Data shown: Begin

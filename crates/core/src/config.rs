//! Simulator configuration, loaded from JSON.
//!
//! Every field is individually defaulted, so a partial JSON document — or no
//! document at all, falling back to [`Config::default`] — is always valid.
//!
//! # Examples
//!
//! ```
//! use procsim_core::config::Config;
//!
//! let config = Config::default();
//! assert_eq!(config.general.cycle_period_ms, 1);
//! assert_eq!(config.pipeline.reorder_buffer_entries, 16);
//! ```
//!
//! ```
//! use procsim_core::config::{BranchPredictorType, Config};
//!
//! let json = r#"{
//!     "general": { "cycle_period_ms": 5 },
//!     "branch_predictor_type": "two_bit"
//! }"#;
//! let config: Config = serde_json::from_str(json).unwrap();
//! assert_eq!(config.general.cycle_period_ms, 5);
//! assert_eq!(config.branch_predictor_type, BranchPredictorType::TwoBit);
//! // Unspecified sections still fall back to their defaults.
//! assert_eq!(config.units.alu_units, 2);
//! ```

use serde::Deserialize;

mod defaults {
    pub const CYCLE_PERIOD_MS: u64 = 1;
    pub const PIPELINED: bool = true;

    pub const REGISTERS_MEMORY_SIZE: usize = 128;
    pub const INSTRUCTIONS_MEMORY_SIZE: usize = 4096;
    pub const DATA_MEMORY_SIZE: usize = 4096;

    pub const INSTRUCTIONS_FETCHED_PER_CYCLE: usize = 1;
    pub const INSTRUCTIONS_QUEUE: usize = 8;
    pub const INSTRUCTIONS_DECODED_QUEUE: usize = 8;
    pub const INSTRUCTIONS_DISPATCHED_PER_CYCLE: usize = 1;
    pub const INSTRUCTIONS_WRITTEN_PER_CYCLE: usize = 1;
    pub const RESERVATION_STATION_ENTRIES: usize = 16;
    pub const REORDER_BUFFER_ENTRIES: usize = 16;
    pub const REGISTER_ALIAS_TABLE_ENTRIES: usize = 32;
    pub const DISPATCH_LATENCY: u64 = 1;

    pub const DECODER_UNITS: usize = 1;
    pub const BRANCH_UNITS: usize = 1;
    pub const LOAD_STORE_UNITS: usize = 1;
    pub const ALU_UNITS: usize = 2;
    pub const FPU_UNITS: usize = 1;
}

/// Branch predictor selection. See `core::branch_predictor` for the
/// semantics of each policy.
#[derive(Debug, Clone, Copy, PartialEq, Eq, Default, Deserialize)]
#[serde(rename_all = "snake_case")]
pub enum BranchPredictorType {
    /// Never speculate; always wait for resolution.
    Stall,
    /// Always guess the branch target.
    AlwaysTaken,
    /// Always guess fall-through (PC+4).
    #[default]
    NeverTaken,
    /// Guess taken iff the offset is negative (loop-closing branches).
    BackwardTaken,
    /// Guess taken iff the offset is positive.
    ForwardTaken,
    /// Per-address 1-bit saturating counter.
    #[serde(rename = "one_bit")]
    OneBit,
    /// Per-address 2-bit saturating counter.
    #[serde(rename = "two_bit")]
    TwoBit,
}

/// Top-level simulation timing and compatibility flags.
#[derive(Debug, Clone, Copy, PartialEq, Eq, Deserialize)]
pub struct GeneralConfig {
    /// Real-time milliseconds represented by one simulated cycle. Used only
    /// for `duration_ms` reporting (see `Clock`), never to pace execution.
    #[serde(default = "GeneralConfig::default_cycle_period_ms")]
    pub cycle_period_ms: u64,
    /// Legacy flag, retained for configuration-file compatibility. The
    /// simulator is always pipelined; this field has no effect.
    #[serde(default = "GeneralConfig::default_pipelined")]
    pub pipelined: bool,
}

impl GeneralConfig {
    fn default_cycle_period_ms() -> u64 {
        defaults::CYCLE_PERIOD_MS
    }
    fn default_pipelined() -> bool {
        defaults::PIPELINED
    }
}

impl Default for GeneralConfig {
    fn default() -> Self {
        Self {
            cycle_period_ms: Self::default_cycle_period_ms(),
            pipelined: Self::default_pipelined(),
        }
    }
}

/// Sizes, in bytes, of the three memory banks.
#[derive(Debug, Clone, Copy, PartialEq, Eq, Deserialize)]
pub struct MemoryConfig {
    /// Size of the architectural register file's backing bank
    /// (`register_count * 4` is the minimum useful value).
    #[serde(default = "MemoryConfig::default_registers_memory_size")]
    pub registers_memory_size: usize,
    /// Size of instruction memory.
    #[serde(default = "MemoryConfig::default_instructions_memory_size")]
    pub instructions_memory_size: usize,
    /// Size of data memory.
    #[serde(default = "MemoryConfig::default_data_memory_size")]
    pub data_memory_size: usize,
}

impl MemoryConfig {
    fn default_registers_memory_size() -> usize {
        defaults::REGISTERS_MEMORY_SIZE
    }
    fn default_instructions_memory_size() -> usize {
        defaults::INSTRUCTIONS_MEMORY_SIZE
    }
    fn default_data_memory_size() -> usize {
        defaults::DATA_MEMORY_SIZE
    }
}

impl Default for MemoryConfig {
    fn default() -> Self {
        Self {
            registers_memory_size: Self::default_registers_memory_size(),
            instructions_memory_size: Self::default_instructions_memory_size(),
            data_memory_size: Self::default_data_memory_size(),
        }
    }
}

/// Widths of the fetch stage, the inter-stage channels, dispatch, and
/// commit, plus the RS/ROB/RAT buffer depths.
#[derive(Debug, Clone, Copy, PartialEq, Eq, Deserialize)]
pub struct PipelineConfig {
    /// Words read from instruction memory per fetch cycle.
    #[serde(default = "PipelineConfig::default_instructions_fetched_per_cycle")]
    pub instructions_fetched_per_cycle: usize,
    /// Capacity of the fetch -> decode channel.
    #[serde(default = "PipelineConfig::default_instructions_queue")]
    pub instructions_queue: usize,
    /// Capacity of the decode -> dispatch channel.
    #[serde(default = "PipelineConfig::default_instructions_decoded_queue")]
    pub instructions_decoded_queue: usize,
    /// Operations the dispatcher may release into the RS per cycle.
    #[serde(default = "PipelineConfig::default_instructions_dispatched_per_cycle")]
    pub instructions_dispatched_per_cycle: usize,
    /// Entries the commit loop may retire per cycle.
    #[serde(default = "PipelineConfig::default_instructions_written_per_cycle")]
    pub instructions_written_per_cycle: usize,
    /// Reservation station depth.
    #[serde(default = "PipelineConfig::default_reservation_station_entries")]
    pub reservation_station_entries: usize,
    /// Reorder buffer depth.
    #[serde(default = "PipelineConfig::default_reorder_buffer_entries")]
    pub reorder_buffer_entries: usize,
    /// Register alias table depth. `0` disables renaming.
    #[serde(default = "PipelineConfig::default_register_alias_table_entries")]
    pub register_alias_table_entries: usize,
    /// Cycles the reservation station's dispatched-this-window counter holds
    /// before resetting, re-enabling `instructions_dispatched_per_cycle`
    /// worth of fresh issues even if the station has been issuing flat out.
    #[serde(default = "PipelineConfig::default_dispatch_latency")]
    pub dispatch_latency: u64,
}

impl PipelineConfig {
    fn default_instructions_fetched_per_cycle() -> usize {
        defaults::INSTRUCTIONS_FETCHED_PER_CYCLE
    }
    fn default_instructions_queue() -> usize {
        defaults::INSTRUCTIONS_QUEUE
    }
    fn default_instructions_decoded_queue() -> usize {
        defaults::INSTRUCTIONS_DECODED_QUEUE
    }
    fn default_instructions_dispatched_per_cycle() -> usize {
        defaults::INSTRUCTIONS_DISPATCHED_PER_CYCLE
    }
    fn default_instructions_written_per_cycle() -> usize {
        defaults::INSTRUCTIONS_WRITTEN_PER_CYCLE
    }
    fn default_reservation_station_entries() -> usize {
        defaults::RESERVATION_STATION_ENTRIES
    }
    fn default_reorder_buffer_entries() -> usize {
        defaults::REORDER_BUFFER_ENTRIES
    }
    fn default_register_alias_table_entries() -> usize {
        defaults::REGISTER_ALIAS_TABLE_ENTRIES
    }
    fn default_dispatch_latency() -> u64 {
        defaults::DISPATCH_LATENCY
    }
}

impl Default for PipelineConfig {
    fn default() -> Self {
        Self {
            instructions_fetched_per_cycle: Self::default_instructions_fetched_per_cycle(),
            instructions_queue: Self::default_instructions_queue(),
            instructions_decoded_queue: Self::default_instructions_decoded_queue(),
            instructions_dispatched_per_cycle: Self::default_instructions_dispatched_per_cycle(),
            instructions_written_per_cycle: Self::default_instructions_written_per_cycle(),
            reservation_station_entries: Self::default_reservation_station_entries(),
            reorder_buffer_entries: Self::default_reorder_buffer_entries(),
            register_alias_table_entries: Self::default_register_alias_table_entries(),
            dispatch_latency: Self::default_dispatch_latency(),
        }
    }
}

/// Parallel functional/decoder unit counts.
#[derive(Debug, Clone, Copy, PartialEq, Eq, Deserialize)]
pub struct UnitsConfig {
    /// Number of decoder instances.
    #[serde(default = "UnitsConfig::default_decoder_units")]
    pub decoder_units: usize,
    /// Number of branch execution units.
    #[serde(default = "UnitsConfig::default_branch_units")]
    pub branch_units: usize,
    /// Number of load/store execution units.
    #[serde(default = "UnitsConfig::default_load_store_units")]
    pub load_store_units: usize,
    /// Number of ALU execution units.
    #[serde(default = "UnitsConfig::default_alu_units")]
    pub alu_units: usize,
    /// Number of FPU execution units.
    #[serde(default = "UnitsConfig::default_fpu_units")]
    pub fpu_units: usize,
}

impl UnitsConfig {
    fn default_decoder_units() -> usize {
        defaults::DECODER_UNITS
    }
    fn default_branch_units() -> usize {
        defaults::BRANCH_UNITS
    }
    fn default_load_store_units() -> usize {
        defaults::LOAD_STORE_UNITS
    }
    fn default_alu_units() -> usize {
        defaults::ALU_UNITS
    }
    fn default_fpu_units() -> usize {
        defaults::FPU_UNITS
    }
}

impl Default for UnitsConfig {
    fn default() -> Self {
        Self {
            decoder_units: Self::default_decoder_units(),
            branch_units: Self::default_branch_units(),
            load_store_units: Self::default_load_store_units(),
            alu_units: Self::default_alu_units(),
            fpu_units: Self::default_fpu_units(),
        }
    }
}

/// Root simulator configuration.
#[derive(Debug, Clone, Copy, PartialEq, Eq, Deserialize)]
pub struct Config {
    /// Clock and compatibility settings.
    #[serde(default)]
    pub general: GeneralConfig,
    /// Memory bank sizes.
    #[serde(default)]
    pub memory: MemoryConfig,
    /// Stage widths and RS/ROB/RAT depths.
    #[serde(default)]
    pub pipeline: PipelineConfig,
    /// Parallel unit counts.
    #[serde(default)]
    pub units: UnitsConfig,
    /// Branch prediction policy.
    #[serde(default)]
    pub branch_predictor_type: BranchPredictorType,
}

impl Default for Config {
    fn default() -> Self {
        Self {
            general: GeneralConfig::default(),
            memory: MemoryConfig::default(),
            pipeline: PipelineConfig::default(),
            units: UnitsConfig::default(),
            branch_predictor_type: BranchPredictorType::default(),
        }
    }
}

#[cfg(test)]
mod tests {
    use super::*;

    #[test]
    fn default_config_matches_documented_defaults() {
        let config = Config::default();
        assert_eq!(config.general.cycle_period_ms, 1);
        assert_eq!(config.pipeline.reorder_buffer_entries, 16);
        assert_eq!(config.pipeline.dispatch_latency, 1);
        assert_eq!(config.units.alu_units, 2);
        assert_eq!(config.branch_predictor_type, BranchPredictorType::NeverTaken);
    }

    #[test]
    fn partial_json_fills_in_remaining_defaults() {
        let json = r#"{ "pipeline": { "reorder_buffer_entries": 4 } }"#;
        let config: Config = serde_json::from_str(json).expect("valid json");
        assert_eq!(config.pipeline.reorder_buffer_entries, 4);
        assert_eq!(config.pipeline.reservation_station_entries, 16);
        assert_eq!(config.memory.data_memory_size, 4096);
    }

    #[test]
    fn branch_predictor_type_parses_snake_case_tokens() {
        for (token, expected) in [
            ("stall", BranchPredictorType::Stall),
            ("always_taken", BranchPredictorType::AlwaysTaken),
            ("never_taken", BranchPredictorType::NeverTaken),
            ("backward_taken", BranchPredictorType::BackwardTaken),
            ("forward_taken", BranchPredictorType::ForwardTaken),
            ("one_bit", BranchPredictorType::OneBit),
            ("two_bit", BranchPredictorType::TwoBit),
        ] {
            let json = format!(r#"{{ "branch_predictor_type": "{token}" }}"#);
            let config: Config = serde_json::from_str(&json).expect("valid json");
            assert_eq!(config.branch_predictor_type, expected, "token {token}");
        }
    }

    #[test]
    fn empty_object_yields_full_default_config() {
        let config: Config = serde_json::from_str("{}").expect("valid json");
        assert_eq!(config, Config::default());
    }
}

Data shown: End

• Task requirements: Please copy, exactly and with nothing else, the lines above beginning at the line that has "fn default_fpu_units() ->" and ending with the line that has "Root simulator configuration.".

• The answer:
    fn default_fpu_units() -> usize {
        defaults::FPU_UNITS
    }
}

impl Default for UnitsConfig {
    fn default() -> Self {
        Self {
            decoder_units: Self::default_decoder_units(),
            branch_units: Self::default_branch_units(),
            load_store_units: Self::default_load_store_units(),
            alu_units: Self::default_alu_units(),
            fpu_units: Self::default_fpu_units(),
        }
    }
}

/// Root simulator configuration.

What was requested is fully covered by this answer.